Studio album by Kid Rock
- Released: November 20, 2001
- Recorded: 1999–2001
- Studio: Clarkston Chophouse, Clarkston, Michigan
- Genre: Rap rock; hard rock; country; southern rock; rap metal; nu metal;
- Length: 63:36
- Label: Lava; Atlantic; Top Dog;
- Producer: Kid Rock

Kid Rock chronology
| The History of Rock (2000) | Cocky (2001) | Kid Rock (2003) |

Singles from Cocky
- "Forever" Released: October 23, 2001; "Lonely Road of Faith" Released: January 4, 2002; "You Never Met a Motherfucker Quite Like Me" Released: March 7, 2002; "Picture" Released: November 12, 2002;

= Cocky (album) =

Cocky is the fifth studio album by American musician Kid Rock. Released in 2001, it is his third release for Atlantic Records. In May 2011, the album was certified 5× platinum by the RIAA and has sold 5,344,000 copies in the US as of December 2013. According to Kid Rock's official website that made a timeline for his 45th birthday in January 2016, Cocky was certified 6× platinum on August 26, 2008. However, RIAA only certified the album at 5× platinum.

== Background ==
The album was dedicated to Rock's former assistant and hype man Joe C., who died in November of the previous year from celiac disease complications. A total of 75 songs were written for the album, but only 30 of them were recorded. One recorded song that did not make the album was "If I Was President", a standard blues song Kid Rock plays frequently in concert. Another song left off the album was the Joe C. eulogy "In Your Lifetime". Some of the songs that were recorded during this album's sessions appeared on Kid Rock's self-titled album.

==Artistry==
Cocky saw a shift in Kid Rock's sound, featuring more ballads, most notably "Picture", recorded as a duet with Sheryl Crow. The album has less rapping than his preceding releases, and more classic rock influences. "Trucker Anthem" contains a sample from The Wizard of Oz. Brunner described "Midnight Train to Memphis" as MOR country, and "Lonely Road of Faith" as a power ballad. "You Never Met a Motherfucker Quite Like Me" makes lyrical references to Hank Williams Jr., ZZ Top's Billy Gibbons, Run-DMC's Joseph Simmons, and Willie Nelson. The title track, "Cocky "was used for WWF Royal Rumble.

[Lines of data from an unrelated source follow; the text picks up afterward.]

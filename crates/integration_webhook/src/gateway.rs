//! Gateway adapter exposing the webhook client as an application port

use application::{
    ActionAck, AnalyticsSnapshot, ApplicationError, AssistantGateway, AssistantReply,
    BroadcastOutcome, ConversationSnapshot, HistoryMessage, OutboundMessage,
};
use async_trait::async_trait;
use domain::WaId;

use crate::{
    client::{WebhookClient, WebhookError},
    models::{BroadcastRequest, MessageRequest},
};

impl From<WebhookError> for ApplicationError {
    fn from(error: WebhookError) -> Self {
        Self::Gateway(error.to_string())
    }
}

#[async_trait]
impl AssistantGateway for WebhookClient {
    async fn send_message(
        &self,
        message: OutboundMessage,
    ) -> Result<AssistantReply, ApplicationError> {
        let request = MessageRequest {
            message_body: message.body,
            wa_id: message.wa_id.into_inner(),
            name: message.name.into_inner(),
        };

        let response = Self::send_message(self, &request).await?;
        Ok(AssistantReply {
            text: response.response,
        })
    }

    async fn conversation_history(
        &self,
        wa_id: &WaId,
    ) -> Result<ConversationSnapshot, ApplicationError> {
        let response = Self::conversation_history(self, wa_id.as_str()).await?;

        Ok(ConversationSnapshot {
            wa_id: response.wa_id,
            last_messages: response
                .last_messages
                .into_iter()
                .map(|entry| HistoryMessage {
                    role: entry.role,
                    content: entry.content,
                    timestamp: entry.timestamp,
                })
                .collect(),
            handover_triggered: response.handover_triggered,
            fallback_count: response.fallback_count,
        })
    }

    async fn reset_handover(&self, wa_id: &WaId) -> Result<ActionAck, ApplicationError> {
        let response = Self::reset_handover(self, wa_id.as_str()).await?;
        Ok(ActionAck {
            message: response.message,
        })
    }

    async fn delete_conversation(&self, wa_id: &WaId) -> Result<ActionAck, ApplicationError> {
        let response = Self::delete_conversation(self, wa_id.as_str()).await?;
        Ok(ActionAck {
            message: response.message,
        })
    }

    async fn broadcast(
        &self,
        recipients: &[WaId],
        message: &str,
    ) -> Result<BroadcastOutcome, ApplicationError> {
        let request = BroadcastRequest {
            wa_ids: recipients.iter().map(ToString::to_string).collect(),
            message: message.to_string(),
        };

        let response = Self::broadcast(self, &request).await?;
        Ok(BroadcastOutcome {
            message: response.message,
            successes: response.successes,
            failures: response.failures,
        })
    }

    async fn analytics(&self) -> Result<AnalyticsSnapshot, ApplicationError> {
        let response = Self::analytics(self).await?;
        Ok(AnalyticsSnapshot {
            active_users: response.analytics.active_users,
            handovers: response.analytics.handovers,
            total_messages: response.analytics.total_messages,
        })
    }
}
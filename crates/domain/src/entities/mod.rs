//! Domain entities - Objects with identity and lifecycle

mod transcript;
mod widget_state;

pub use transcript::{Sender, Transcript, TranscriptEntry};
pub use widget_state::WidgetState;
//! Widget session - Send/render lifecycle of one embedded widget
//!
//! Owns the transcript, the chrome state machine, and the send pipeline
//! of one widget instance. Hosts with their own event loop drive sends
//! through [`WidgetSession::begin_send`] / [`WidgetSession::complete_send`];
//! everyone else can use [`WidgetSession::send_message`].

use std::{fmt, sync::Arc};

use domain::{Transcript, WidgetConfig, WidgetId, WidgetState};
use tracing::{debug, instrument, warn};

use crate::{
    error::ApplicationError,
    ports::{AssistantGateway, AssistantReply, OutboundMessage},
};

/// One embedded chat widget: transcript, chrome state and send pipeline
///
/// Sends are serialized per instance: while a reply is pending the
/// input is considered busy and further sends are refused.
pub struct WidgetSession {
    id: WidgetId,
    config: WidgetConfig,
    state: WidgetState,
    transcript: Transcript,
    gateway: Arc<dyn AssistantGateway>,
}

impl fmt::Debug for WidgetSession {
    fn fmt(&self, f: &mut fmt::Formatter<'_>) -> fmt::Result {
        f.debug_struct("WidgetSession")
            .field("id", &self.id)
            .field("state", &self.state)
            .field("entries", &self.transcript.len())
            .finish_non_exhaustive()
    }
}

impl WidgetSession {
    /// Greeting the transcript opens with
    pub const GREETING: &'static str = "Hi! I'm your AI assistant. How can I help you today?";

    /// Reply shown when a send fails for any reason
    pub const FALLBACK_REPLY: &'static str = "Sorry, I encountered an error. Please try again.";

    /// Create a session for one widget instance
    #[must_use]
    pub fn new(config: WidgetConfig, gateway: Arc<dyn AssistantGateway>) -> Self {
        let mut transcript = Transcript::new();
        transcript.push_bot(Self::GREETING);

        Self {
            id: WidgetId::new(),
            config,
            state: WidgetState::default(),
            transcript,
            gateway,
        }
    }

    /// Instance identity, distinct per embedded widget
    pub const fn id(&self) -> WidgetId {
        self.id
    }

    /// Configuration captured at construction
    pub const fn config(&self) -> &WidgetConfig {
        &self.config
    }

    /// Current chrome state
    pub const fn state(&self) -> WidgetState {
        self.state
    }

    /// Everything the widget renders, in order
    pub const fn transcript(&self) -> &Transcript {
        &self.transcript
    }

    /// Launcher affordance activated
    pub fn toggle_launcher(&mut self) {
        self.state = self.state.toggle_launcher();
    }

    /// Minimize control activated
    pub fn toggle_minimize(&mut self) {
        self.state = self.state.toggle_minimize();
    }

    /// Close control activated
    pub fn close(&mut self) {
        self.state = self.state.close();
    }

    /// A send is in flight and the input is disabled
    #[must_use]
    pub fn is_busy(&self) -> bool {
        self.transcript.is_awaiting_reply()
    }

    /// Start the send pipeline for the typed input
    ///
    /// The input is trimmed; blank input and sends while busy are
    /// refused and leave the transcript untouched. On acceptance the
    /// user entry and the pending-reply marker are already in the
    /// transcript when this returns, and the returned [`PendingSend`]
    /// must be dispatched and fed back via [`Self::complete_send`].
    #[instrument(skip(self, input), fields(widget_id = %self.id))]
    pub fn begin_send(&mut self, input: &str) -> Option<PendingSend> {
        let body = input.trim();

        if body.is_empty() {
            debug!("Ignoring blank input");
            return None;
        }

        if self.is_busy() {
            debug!("Refusing send while a reply is pending");
            return None;
        }

        self.transcript.push_user(body);
        self.transcript.begin_awaiting_reply();

        Some(PendingSend {
            message: OutboundMessage::new(
                self.config.wa_id().clone(),
                self.config.name().clone(),
                body,
            ),
            gateway: Arc::clone(&self.gateway),
        })
    }

    /// Finish the send pipeline with the gateway outcome
    ///
    /// Removes the pending-reply marker and appends either the reply
    /// text or the fixed fallback line. A completion without a matching
    /// [`Self::begin_send`] is ignored.
    #[instrument(skip(self, outcome), fields(widget_id = %self.id))]
    pub fn complete_send(&mut self, outcome: Result<AssistantReply, ApplicationError>) {
        if !self.transcript.end_awaiting_reply() {
            warn!("Completion without a pending send, ignoring");
            return;
        }

        match outcome {
            Ok(reply) => self.transcript.push_bot(reply.text),
            Err(error) => {
                warn!(%error, "Send failed, showing fallback reply");
                self.transcript.push_bot(Self::FALLBACK_REPLY);
            },
        }
    }

    /// Run the whole send pipeline in place
    ///
    /// Returns whether the input was accepted.
    pub async fn send_message(&mut self, input: &str) -> bool {
        match self.begin_send(input) {
            Some(pending) => {
                let outcome = pending.dispatch().await;
                self.complete_send(outcome);
                true
            },
            None => false,
        }
    }
}

/// An accepted send, ready to be dispatched to the gateway
///
/// Owns everything it needs so hosts can move it into a spawned task
/// while the session stays behind to render.
pub struct PendingSend {
    message: OutboundMessage,
    gateway: Arc<dyn AssistantGateway>,
}

impl fmt::Debug for PendingSend {
    fn fmt(&self, f: &mut fmt::Formatter<'_>) -> fmt::Result {
        f.debug_struct("PendingSend")
            .field("wa_id", &self.message.wa_id)
            .field("body_len", &self.message.body.len())
            .finish_non_exhaustive()
    }
}

impl PendingSend {
    /// Message text as it was accepted
    pub fn body(&self) -> &str {
        &self.message.body
    }

    /// Call the gateway with the accepted message
    pub async fn dispatch(self) -> Result<AssistantReply, ApplicationError> {
        self.gateway.send_message(self.message).await
    }
}
//! Visitor display name value object

use std::fmt;

use serde::{Deserialize, Serialize};

use crate::errors::DomainError;

/// Name attached to outbound messages so operators see who is chatting
#[derive(Debug, Clone, PartialEq, Eq, Hash, Serialize, Deserialize)]
#[serde(transparent)]
pub struct DisplayName {
    value: String,
}

impl DisplayName {
    /// Name used when the host supplies none
    pub const DEFAULT: &'static str = "Website Visitor";

    /// Create a display name, trimming surrounding whitespace
    pub fn new(name: impl Into<String>) -> Result<Self, DomainError> {
        let value = name.into().trim().to_string();

        if value.is_empty() {
            return Err(DomainError::InvalidDisplayName(
                "must not be empty".to_string(),
            ));
        }

        if value.chars().count() > 64 {
            return Err(DomainError::InvalidDisplayName(
                "must be at most 64 characters".to_string(),
            ));
        }

        Ok(Self { value })
    }

    /// Get the name as a string slice
    pub fn as_str(&self) -> &str {
        &self.value
    }

    /// Consume the value object, returning the inner string
    pub fn into_inner(self) -> String {
        self.value
    }
}

impl Default for DisplayName {
    fn default() -> Self {
        Self {
            value: Self::DEFAULT.to_string(),
        }
    }
}

impl fmt::Display for DisplayName {
    fn fmt(&self, f: &mut fmt::Formatter<'_>) -> fmt::Result {
        write!(f, "{}", self.value)
    }
}

impl TryFrom<String> for DisplayName {
    type Error = DomainError;

    fn try_from(value: String) -> Result<Self, Self::Error> {
        Self::new(value)
    }
}

impl TryFrom<&str> for DisplayName {
    type Error = DomainError;

    fn try_from(value: &str) -> Result<Self, Self::Error> {
        Self::new(value)
    }
}
//! Application layer - Use cases and orchestration
//!
//! Widget session lifecycle, operator console operations, and the
//! gateway port the integration layer implements.

pub mod error;
pub mod ports;
pub mod services;

pub use error::ApplicationError;
pub use ports::*;
pub use services::*;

Entertainment Weekly writer Rob Brunner described Cocky as a concept album, stating, "Boastful and defensive, confrontational and thin-skinned, loud, rude, and proud of it, Kid Rock is a composite of blatantly unpleasant stereotypes sure to scare the neighbors: strutting ghetto pimp, Skynyrd-loving redneck, heavy metal burnout."

==Release and promotion==
The album's first single is the rap rock track "Forever", charting at number 18 on Mainstream Rock and number 21 on Modern Rock. He performed the song on TRL and The Late Show with David Letterman, leading to a number eight debut (it climbed to number 3 after the release of "Picture"), and with Hank Williams Jr at CMT Crossroads in late 2001. The second single is the ballad "Lonely Road of Faith", released in January 2002. The song was heavily promoted by WWE in the video tribute to the History of WWE, and featured on WB's Smallville and MTV's Real World. The song peaked at number 15 on the Mainstream Rock Tracks. In July 2002, a censored version of "You Never Met a Motherfucker Quite Like Me" was released to radio, peaking at number 32 on the Mainstream Rock Tracks.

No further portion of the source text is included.